Vida para o leste do Centro

Levar empresas da nova economia, também chamada de economia criativa para a parte leste do Centro Histórico da Capital deve garantir novo fôlego para a região, que também já foi declarada como de interesse cultural. Com a movimentação constante de trabalhadores, prestadores de serviços e clientes tanto dessas empresas quando dos bares e restaurantes, há menos risco de a área ficar deserta e aos poucos ser abandonada pelo restante da população. Foi o que aconteceu em áreas centrais de cidades importantes, como São Paulo, Rio de Janeiro e Salvador, por exemplo, onde o abandono permitiu a presença mais frequente de moradores de rua, desvalorizou imóveis e favoreceu tanto o vandalismo quanto o aumento da criminalidade.
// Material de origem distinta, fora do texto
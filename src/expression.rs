//! Sandboxed evaluation of flow conditions and `${var}` interpolation over
//! a JSON context. Grammar: comparison operators, boolean `and/or/not`,
//! numeric arithmetic, string literals, `${path}` resolution, and calls to
//! a fixed safe function set (`len`, `sum`, `all`, `any`). No arbitrary code
//! execution — a hand-rolled recursive-descent parser, the idiom the
//! teacher reaches for with `compiler/parser.rs`'s small imperative state
//! machine rather than pulling in a parser-combinator crate for a grammar
//! this size.

use crate::error::EngineError;
use serde_json::Value as Json;
use std::fmt;

/// Evaluates conditions and interpolates templates against a `Context`.
/// Stateless — every call takes the context it needs.
#[derive(Default, Clone, Copy)]
pub struct ExpressionEvaluator;

impl ExpressionEvaluator {
    pub fn new() -> Self {
        Self
    }

    /// `Evaluate(expr, ctx) -> bool`. Failing evaluation returns `false` and
    /// the caller is expected to emit `expression.error` (the `Engine`/
    /// `GatewayEvaluator` do this, since only they hold the event stream).
    pub fn evaluate(&self, expr: &str, ctx: &Json) -> Result<bool, EngineError> {
        let tokens = tokenize(expr).map_err(EngineError::Expression)?;
        let mut parser = Parser { tokens, pos: 0 };
        let ast = parser.parse_expr().map_err(EngineError::Expression)?;
        parser.expect_end().map_err(EngineError::Expression)?;
        let value = eval(&ast, ctx).map_err(EngineError::Expression)?;
        Ok(truthy(&value))
    }

    /// `Interpolate(tmpl, ctx) -> String`, replacing `${path}` with the value
    /// at the dotted path. Missing variables interpolate to empty string.
    pub fn interpolate(&self, tmpl: &str, ctx: &Json) -> String {
        let mut out = String::with_capacity(tmpl.len());
        let bytes = tmpl.as_bytes();
        let mut i = 0;
        while i < bytes.len() {
            if bytes[i] == b'$' && bytes.get(i + 1) == Some(&b'{') {
                if let Some(end) = tmpl[i + 2..].find('}') {
                    let path = &tmpl[i + 2..i + 2 + end];
                    let value = resolve_path(ctx, path);
                    out.push_str(&value.map(json_to_display).unwrap_or_default());
                    i = i + 2 + end + 1;
                    continue;
                }
            }
            out.push(tmpl[i..].chars().next().unwrap());
            i += tmpl[i..].chars().next().unwrap().len_utf8();
        }
        out
    }
}
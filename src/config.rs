//! Engine-wide tunables. Mirrors the single environment-backed knob
//! pattern in `bpmn-lite-server/src/main.rs::parse_database_url` — CLI/env
//! override for the optional Postgres event store, plus the resource
//! limits spec §5 calls out explicitly.

use std::time::Duration;

#[derive(Clone, Debug)]
pub struct EngineConfig {
    /// Hard cap on parallel multi-instance fan-out (spec §5, default 1024).
    pub max_parallel_instances: usize,
    /// Default standard-loop iteration cap when `loopMaximum` is unset
    /// (spec §4.6, default 100).
    pub default_loop_maximum: u32,
    /// Default `MessageBus` retention: `None` means unbounded within the
    /// instance's lifetime, dropped at instance end (spec §9's resolved
    /// open question).
    pub default_message_ttl: Option<Duration>,
}

impl Default for EngineConfig {
    fn default() -> Self {
        Self {
            max_parallel_instances: 1024,
            default_loop_maximum: 100,
            default_message_ttl: None,
        }
    }
}

impl EngineConfig {
    /// Reads `BPMN_CORE_DATABASE_URL` (falling back to `DATABASE_URL`),
    /// analogous to the teacher's `--database-url` / `DATABASE_URL`
    /// fallback for wiring an optional Postgres-backed store.
    pub fn database_url_from_env() -> Option<String> {
        std::env::var("BPMN_CORE_DATABASE_URL")
            .ok()
            .or_else(|| std::env::var("DATABASE_URL").ok())
    }
}
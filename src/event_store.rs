//! Append-only event persistence keyed by `(instance_id, element_id)`, the
//! crate's analog of the teacher's `ProcessStore::append_event` /
//! `read_events`, generalized per spec §4.3: `Append`, `Subscribe` (owned by
//! `EventStream`, not the store), and `Replay`.

use crate::event::Event;
use async_trait::async_trait;
use std::collections::HashMap;
use tokio::sync::RwLock;
use uuid::Uuid;

#[async_trait]
pub trait EventStore: Send + Sync {
    /// Durable write; returns after commit.
    async fn append(&self, event: Event) -> anyhow::Result<()>;

    /// Stored events for an instance (optionally filtered to one element),
    /// in original causal order with original timestamps.
    async fn replay(&self, instance_id: Uuid, element_id: Option<&str>)
        -> anyhow::Result<Vec<Event>>;

    /// Explicit purge (spec §3: "retained until explicit purge").
    async fn purge(&self, instance_id: Uuid) -> anyhow::Result<()>;
}

/// In-memory `EventStore`, always available — the default, mirroring
/// the teacher's `MemoryStore` as the always-on backend for tests and
/// single-process deployments.
#[derive(Default)]
pub struct MemoryEventStore {
    events: RwLock<HashMap<Uuid, Vec<Event>>>,
}

impl MemoryEventStore {
    pub fn new() -> Self {
        Self::default()
    }
}

#[async_trait]
impl EventStore for MemoryEventStore {
    async fn append(&self, event: Event) -> anyhow::Result<()> {
        let mut w = self.events.write().await;
        w.entry(event.instance_id).or_default().push(event);
        Ok(())
    }

    async fn replay(
        &self,
        instance_id: Uuid,
        element_id: Option<&str>,
    ) -> anyhow::Result<Vec<Event>> {
        let r = self.events.read().await;
        let all = r.get(&instance_id).cloned().unwrap_or_default();
        Ok(match element_id {
            Some(eid) => all
                .into_iter()
                .filter(|e| e.element_id.as_deref() == Some(eid))
                .collect(),
            None => all,
        })
    }

    async fn purge(&self, instance_id: Uuid) -> anyhow::Result<()> {
        let mut w = self.events.write().await;
        w.remove(&instance_id);
        Ok(())
    }
}

#[cfg(test)]
mod tests {
    use super::*;
    use serde_json::json;

    #[tokio::test]
    async fn replay_preserves_causal_order() {
        let store = MemoryEventStore::new();
        let instance_id = Uuid::now_v7();
        for i in 0..5 {
            store
                .append(Event::new(
                    "element.entered",
                    instance_id,
                    Some("task1"),
                    json!({"i": i}),
                ))
                .await
                .unwrap();
        }
        let events = store.replay(instance_id, None).await.unwrap();
        let seq: Vec<i64> = events
            .iter()
            .map(|e| e.payload["i"].as_i64().unwrap())
            .collect();
        assert_eq!(seq, vec![0, 1, 2, 3, 4]);
    }

    #[tokio::test]
    async fn replay_filters_by_element() {
        let store = MemoryEventStore::new();
        let instance_id = Uuid::now_v7();
        store
            .append(Event::new("element.entered", instance_id, Some("a"), json!({})))
            .await
            .unwrap();
        store
            .append(Event::new("element.entered", instance_id, Some("b"), json!({})))
            .await
            .unwrap();
        let events = store.replay(instance_id, Some("a")).await.unwrap();
        assert_eq!(events.len(), 1);
        assert_eq!(events[0].element_id.as_deref(), Some("a"));
    }
}

#[cfg(feature = "postgres")]
pub mod postgres {
    //! Durable `EventStore` backed by Postgres, feature-gated exactly like
    //! the teacher's `store_postgres::PostgresProcessStore`.
    use super::*;
    use sqlx::PgPool;

    pub struct PostgresEventStore {
        pool: PgPool,
    }

    impl PostgresEventStore {
        pub fn new(pool: PgPool) -> Self {
            Self { pool }
        }

        pub async fn migrate(&self) -> anyhow::Result<()> {
            sqlx::query(
                r#"
                CREATE TABLE IF NOT EXISTS engine_events (
                    seq BIGSERIAL PRIMARY KEY,
                    instance_id UUID NOT NULL,
                    element_id TEXT,
                    kind TEXT NOT NULL,
                    timestamp BIGINT NOT NULL,
                    payload JSONB NOT NULL
                );
                CREATE INDEX IF NOT EXISTS engine_events_instance_idx
                    ON engine_events (instance_id, seq);
                "#,
            )
            .execute(&self.pool)
            .await?;
            Ok(())
        }
    }

    #[async_trait]
    impl EventStore for PostgresEventStore {
        async fn append(&self, event: Event) -> anyhow::Result<()> {
            sqlx::query(
                "INSERT INTO engine_events (instance_id, element_id, kind, timestamp, payload)
                 VALUES ($1, $2, $3, $4, $5)",
            )
            .bind(event.instance_id)
            .bind(event.element_id)
            .bind(event.kind)
            .bind(event.timestamp)
            .bind(event.payload)
            .execute(&self.pool)
            .await?;
            Ok(())
        }

        async fn replay(
            &self,
            instance_id: Uuid,
            element_id: Option<&str>,
        ) -> anyhow::Result<Vec<Event>> {
            let rows: Vec<(String, Option<String>, i64, serde_json::Value)> = sqlx::query_as(
                "SELECT kind, element_id, timestamp, payload FROM engine_events
                 WHERE instance_id = $1 AND ($2::text IS NULL OR element_id = $2)
                 ORDER BY seq ASC",
            )
            .bind(instance_id)
            .bind(element_id)
            .fetch_all(&self.pool)
            .await?;
            Ok(rows
                .into_iter()
                .map(|(kind, element_id, timestamp, payload)| Event {
                    kind,
                    instance_id,
                    element_id,
                    timestamp,
                    payload,
                })
                .collect())
        }

        async fn purge(&self, instance_id: Uuid) -> anyhow::Result<()> {
            sqlx::query("DELETE FROM engine_events WHERE instance_id = $1")
                .bind(instance_id)
                .execute(&self.pool)
                .await?;
            Ok(())
        }
    }
}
Os últimos dois encontros realizados para discutir a questão mostram que o poder público e a sociedade estão preocupados com essa possibilidade e plenamente envolvidos na construção das alternativas até agora colocadas: a cultura e economia criativa. As atividades podem ser consideradas ideais, também, porque podem garantir a preservação do contexto histórico e arquitetônico da região: não exigem grandes alterações ou a construção de grandes galpões ou estruturas como as empresas tradicionais.

A escolha da economia criativa também casa com o momento do setor de tecnologia, que permanece em expansão na Capital, mesmo com a crise enfrentada pelo pelos demais setores produtivos do País desde 2014. A expectativa é de que o maior número de empreendimentos a ocupar espaços na região seja mesmo da área de tecnologia. Para instalação devem ser oferecidos incentivos fiscais e até menos pequenas obras de infraestrutura urbana, ainda em estudo.